Children have "spiritual advisors" in the form of parents telling them about all the obstacles, limits and ceilings they will encounter. They are told of all the failures littering the side of the road.

The parents tell these children they can't do this they can't do that. and most of the children listen.
Jan 10th 2008 08:43   
Arthur Webster Senior   Just plain honesty
Hi, Cheryl,

We seem to have crossed the great blogtier lol.

My student is not resisting my teaching - he has built himself a persona that refuses to accept what is in front of it. Because he happens to have great faith in a charlatan posing as God's messenger, he is convinced that he is being given difficult tasks to perform and the belief is sufficient to destroy his natural ability to learn. Again, an example of the mind bending and destructive actions of those who couldn't do anything except create fanciful theories and then impose them upon the gullible and trusting.

I do not share your generally low opinion of parents nor do I accept that children are so maleable that a few ill spoken words will destroy their faith in themselves. I accept that there are parents out there who will, in the heat of the moment say wrong things but, maybe I have been very fortunate in spending my formative years in abject poverty, I do not recall, ever, a parent mounting a sustained campaign to destroy the lives of their own off-spring. Most parents I know want their children to do better than they did.
Jan 10th 2008 11:58   
Cheryl Baumgartner Professional Premium   Medical Billing/Coding/Insurance
With children it is not a few words spoken but constant reinforcement of the "you can't" attitude of the parents.

The parents do this not because they are "bad" parents but because it is what the parents have for experience.
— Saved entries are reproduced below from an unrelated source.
//! Managed AppTrust resources.
//!
//! Each resource implements [`Resource`]. State flows in and out as JSON
//! objects shaped like the resource's [`Schema`].

use async_trait::async_trait;
use serde_json::{Map, Value};

use crate::client::ApiClient;
use crate::error::ProviderError;
use crate::schema::{Diagnostic, Schema};
use crate::validation;

mod action;
pub mod application;
pub mod application_version;
pub mod bound_package;
pub mod promotion;
pub mod release;
pub mod rollback;

pub use application::ApplicationResource;
pub use application_version::ApplicationVersionResource;
pub use bound_package::BoundPackageResource;
pub use promotion::PromotionResource;
pub use release::ReleaseResource;
pub use rollback::RollbackResource;

/// A resource type with a full lifecycle.
#[async_trait]
pub trait Resource: Send + Sync {
    /// Type name, e.g. `apptrust_application`.
    fn type_name(&self) -> &'static str;

    /// Schema of the resource's configuration and state.
    fn schema(&self) -> Schema;

    /// Validate configuration. The default checks it against [`Resource::schema`].
    fn validate(&self, config: &Value) -> Vec<Diagnostic> {
        validation::validate(&self.schema(), config)
    }

    /// Create the remote object and return its state.
    async fn create(&self, client: &ApiClient, plan: &Value) -> Result<Value, ProviderError>;

    /// Refresh state. `Ok(None)` means the object is gone.
    async fn read(&self, client: &ApiClient, state: &Value) -> Result<Option<Value>, ProviderError>;

    /// Apply `plan` on top of `prior`.
    async fn update(
        &self,
        client: &ApiClient,
        prior: &Value,
        plan: &Value,
    ) -> Result<Value, ProviderError>;

    /// Delete the remote object. Deleting something already gone succeeds.
    async fn delete(&self, client: &ApiClient, state: &Value) -> Result<(), ProviderError>;

    /// Turn an import identifier into a minimal state for a subsequent read.
    fn import(&self, id: &str) -> Result<Value, ProviderError>;
}

/// A required, non-empty string attribute.
pub(crate) fn required_str<'a>(state: &'a Value, name: &str) -> Result<&'a str, ProviderError> {
    state
        .get(name)
        .and_then(Value::as_str)
        .filter(|v| !v.is_empty())
        .ok_or_else(|| ProviderError::Validation(format!("Missing required attribute '{}'", name)))
}

/// An optional string attribute; empty strings count as unset.
pub(crate) fn optional_str<'a>(state: &'a Value, name: &str) -> Option<&'a str> {
    state
        .get(name)
        .and_then(Value::as_str)
        .filter(|v| !v.is_empty())
}

/// Build an object from `(name, value)` pairs.
pub(crate) fn object<'a>(fields: impl IntoIterator<Item = (&'a str, Value)>) -> Value {
    Value::Object(
        fields
            .into_iter()
            .map(|(k, v)| (k.to_string(), v))
            .collect::<Map<String, Value>>(),
    )
}
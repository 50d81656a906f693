//! `apptrust_applications` data source: filtered, paged application listing.

use async_trait::async_trait;
use serde::{Deserialize, Serialize};
use serde_json::Value;
use tracing::info;

use super::{query_from, to_value, with_computed, DataSource};
use crate::client::{ApiClient, APPLICATIONS_PATH};
use crate::error::ProviderError;
use crate::resources::application::{CRITICALITY_LEVELS, MATURITY_LEVELS};
use crate::schema::{Attribute, AttributeType, Diagnostic, Schema};
use crate::validation;

/// Accepted `order_by` values.
pub const ORDER_BY_OPTIONS: [&str; 2] = ["name", "created"];

/// Single-valued filters, as `(query parameter, attribute)`. The list API
/// filters on `maturity`, not `maturity_level`.
const FILTERS: [(&str, &str); 8] = [
    ("project_key", "project_key"),
    ("name", "name"),
    ("maturity", "maturity"),
    ("criticality", "criticality"),
    ("order_by", "order_by"),
    ("order_asc", "order_asc"),
    ("offset", "offset"),
    ("limit", "limit"),
];

/// One entry of the listing. The list endpoint carries no version data, so
/// the version fields are always empty.
#[derive(Debug, Default, Deserialize, Serialize)]
struct ApplicationSummary {
    #[serde(default)]
    project_key: String,
    #[serde(default)]
    application_name: String,
    #[serde(default)]
    application_key: String,
    #[serde(default, skip_deserializing)]
    application_version_latest: String,
    #[serde(default, skip_deserializing)]
    application_version_tag: String,
    #[serde(default, skip_deserializing)]
    application_versions_count: i64,
}

/// Whether `label` is `key:value` with exactly one delimiter and both sides
/// non-empty.
fn is_valid_label(label: &str) -> bool {
    matches!(label.split_once(':'), Some((k, v)) if !k.is_empty() && !v.is_empty() && !v.contains(':'))
}

/// Lists applications.
#[derive(Debug, Default, Clone, Copy)]
pub struct ApplicationsDataSource;

impl ApplicationsDataSource {
    /// Type name of this data source.
    pub const TYPE_NAME: &'static str = "apptrust_applications";

    /// Constructor used by the registry.
    pub fn boxed() -> Box<dyn DataSource> {
        Box::new(Self)
    }
}

#[async_trait]
impl DataSource for ApplicationsDataSource {
    fn type_name(&self) -> &'static str {
        Self::TYPE_NAME
    }

    fn schema(&self) -> Schema {
        let summary = AttributeType::object([
            ("project_key", AttributeType::String),
            ("application_name", AttributeType::String),
            ("application_key", AttributeType::String),
            ("application_version_latest", AttributeType::String),
            ("application_version_tag", AttributeType::String),
            ("application_versions_count", AttributeType::Int64),
        ]);

        Schema::v0()
            .with_description(
                "Returns a list of AppTrust applications. Supports filtering, pagination and sorting.",
            )
            .with_attribute(
                "project_key",
                Attribute::optional_string()
                    .with_description("Only applications of this project. All projects when unset."),
            )
            .with_attribute("name", Attribute::optional_string())
            .with_attribute(
                "owners",
                Attribute::optional_string_list()
                    .with_description("Owners (users or groups), each sent as an `owner` filter."),
            )
            .with_attribute("maturity", Attribute::optional_string().with_one_of(&MATURITY_LEVELS))
            .with_attribute(
                "criticality",
                Attribute::optional_string().with_one_of(&CRITICALITY_LEVELS),
            )
            .with_attribute(
                "labels",
                Attribute::optional_string_list()
                    .with_description("Label filters in the format 'key:value'."),
            )
            .with_attribute(
                "order_by",
                Attribute::optional_string().with_one_of(&ORDER_BY_OPTIONS),
            )
            .with_attribute("order_asc", Attribute::optional_bool())
            .with_attribute("offset", Attribute::optional_int64())
            .with_attribute("limit", Attribute::optional_int64())
            .with_attribute("applications", Attribute::computed(AttributeType::list(summary)))
            .with_attribute(
                "total",
                Attribute::computed_int64().with_description("Number of applications returned."),
            )
    }

    fn validate(&self, config: &Value) -> Vec<Diagnostic> {
        let mut diagnostics = validation::validate(&self.schema(), config);
        let strings = |name: &str| -> Vec<String> {
            config
                .get(name)
                .and_then(Value::as_array)
                .map(|items| items.iter().filter_map(Value::as_str).map(str::to_string).collect())
                .unwrap_or_default()
        };
        if strings("owners").iter().any(String::is_empty) {
            diagnostics.push(
                Diagnostic::error("Invalid value in 'owners'")
                    .with_detail("Each owner must be at least 1 character in length")
                    .with_attribute("owners"),
            );
        }
        for label in strings("labels").iter().filter(|l| !is_valid_label(l)) {
            diagnostics.push(
                Diagnostic::error("Invalid label filter")
                    .with_detail(format!("label must be in format 'key:value', got \"{}\"", label))
                    .with_attribute("labels"),
            );
        }
        diagnostics
    }

    async fn read(&self, client: &ApiClient, config: &Value) -> Result<Value, ProviderError> {
        let mut query = query_from(config, &FILTERS);
        for (param, attr) in [("owner", "owners"), ("label", "labels")] {
            let values = config.get(attr).and_then(Value::as_array).into_iter().flatten();
            for value in values.filter_map(Value::as_str) {
                query.push(param, value);
            }
        }
        info!(filters = query.pairs().len(), "listing applications");

        let response = client.get(APPLICATIONS_PATH, &query).await?;
        let applications: Vec<ApplicationSummary> = if response.is_not_found() {
            Vec::new()
        } else {
            response
                .ensure_success("read", "applications")?
                .json::<Option<Vec<ApplicationSummary>>>()?
                .unwrap_or_default()
        };

        let total = applications.len();
        Ok(with_computed(
            config,
            [
                ("applications", to_value(&applications)?),
                ("total", Value::from(total)),
            ],
        ))
    }
}

#[cfg(test)]
mod tests {
    use super::*;
    use crate::testing::test_client;
    use pretty_assertions::assert_eq;
    use serde_json::json;
    use wiremock::matchers::{method, path, query_param};
    use wiremock::{Mock, MockServer, ResponseTemplate};

    #[test]
    fn test_label_format() {
        assert!(is_valid_label("env:prod"));
        assert!(!is_valid_label("env"));
        assert!(!is_valid_label("env:"));
        assert!(!is_valid_label("a:b:c"));
    }

    #[test]
    fn test_validate_filters() {
        let diags = ApplicationsDataSource.validate(&json!({
            "maturity": "ancient",
            "owners": ["", "bob"],
            "labels": ["env:prod", "broken"]
        }));
        let attrs: Vec<_> = diags.iter().filter_map(|d| d.attribute.as_deref()).collect();
        assert_eq!(attrs, vec!["maturity", "owners", "labels"]);
    }

    #[tokio::test]
    async fn test_read_sends_repeated_filters() {
        let server = MockServer::start().await;
        Mock::given(method("GET"))
            .and(path("/apptrust/api/v1/applications"))
            .and(query_param("project_key", "proj"))
            .and(query_param("maturity", "production"))
            .and(query_param("owner", "alice"))
            .and(query_param("owner", "devs"))
            .and(query_param("label", "env:prod"))
            .and(query_param("limit", "5"))
            .respond_with(ResponseTemplate::new(200).set_body_json(json!([
                {"application_key": "a1", "application_name": "A1", "project_key": "proj", "criticality": "high"},
                {"application_key": "a2", "application_name": "A2", "project_key": "proj"}
            ])))
            .expect(1)
            .mount(&server)
            .await;

        let config = json!({
            "project_key": "proj",
            "maturity": "production",
            "owners": ["alice", "devs"],
            "labels": ["env:prod"],
            "limit": 5
        });
        let out = ApplicationsDataSource
            .read(&test_client(&server.uri()), &config)
            .await
            .unwrap();
        assert_eq!(out["total"], json!(2));
        assert_eq!(
            out["applications"][0],
            json!({
                "project_key": "proj",
                "application_name": "A1",
                "application_key": "a1",
                "application_version_latest": "",
                "application_version_tag": "",
                "application_versions_count": 0
            })
        );
        assert_eq!(out["limit"], json!(5));
    }

    #[tokio::test]
    async fn test_not_found_is_empty() {
        let server = MockServer::start().await;
        Mock::given(method("GET"))
            .respond_with(ResponseTemplate::new(404))
            .mount(&server)
            .await;

        let out = ApplicationsDataSource
            .read(&test_client(&server.uri()), &json!({}))
            .await
            .unwrap();
        assert_eq!(out, json!({"applications": [], "total": 0}));
    }
}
The parents are doing this negative reinforcements in order to instill "Practical" values in their child. Instead of supporting a child's dreams the parents will tell their child to lower their dreams. They do this because the parents are concentrating on how much it will cost, how many people fail in the career field, the limits they imagine their child to have.

The parents are redirecting their children to protect them from failure( that is what the parents think) instead that child learns from what mom and dad are telling him that he has no chance at succeeding so why even try. This is a lifelong process that the child is exposed to day in and day out. And then when they start dealing with guidance counselors at school the parents failure lessons are reinforced by the counselor telling them that they don't have a high enough grade point average, they need to forget about college and go into a trade and all other manner of you can't do it's piled on top of them.

That is why a young child will tell you what they WANT to be and an older (teen) will more than likely tell you what they CAN be. The teen has been limited to certain choices while the younger child is still able to see beyond the barriers.
Jan 10th 2008 12:48   
Ben Ferm Committed   Manager
Actually, when You see the way a child (a young one) thinks and the way he/she figures things out, I'd say it is outstanding. The way that child uses its imagination in combination with logic is so brilliant. Never mind any newtonian laws here, no.

Then comes the, so called, grown ups and destroy it all by telling us all "how it really should have been done".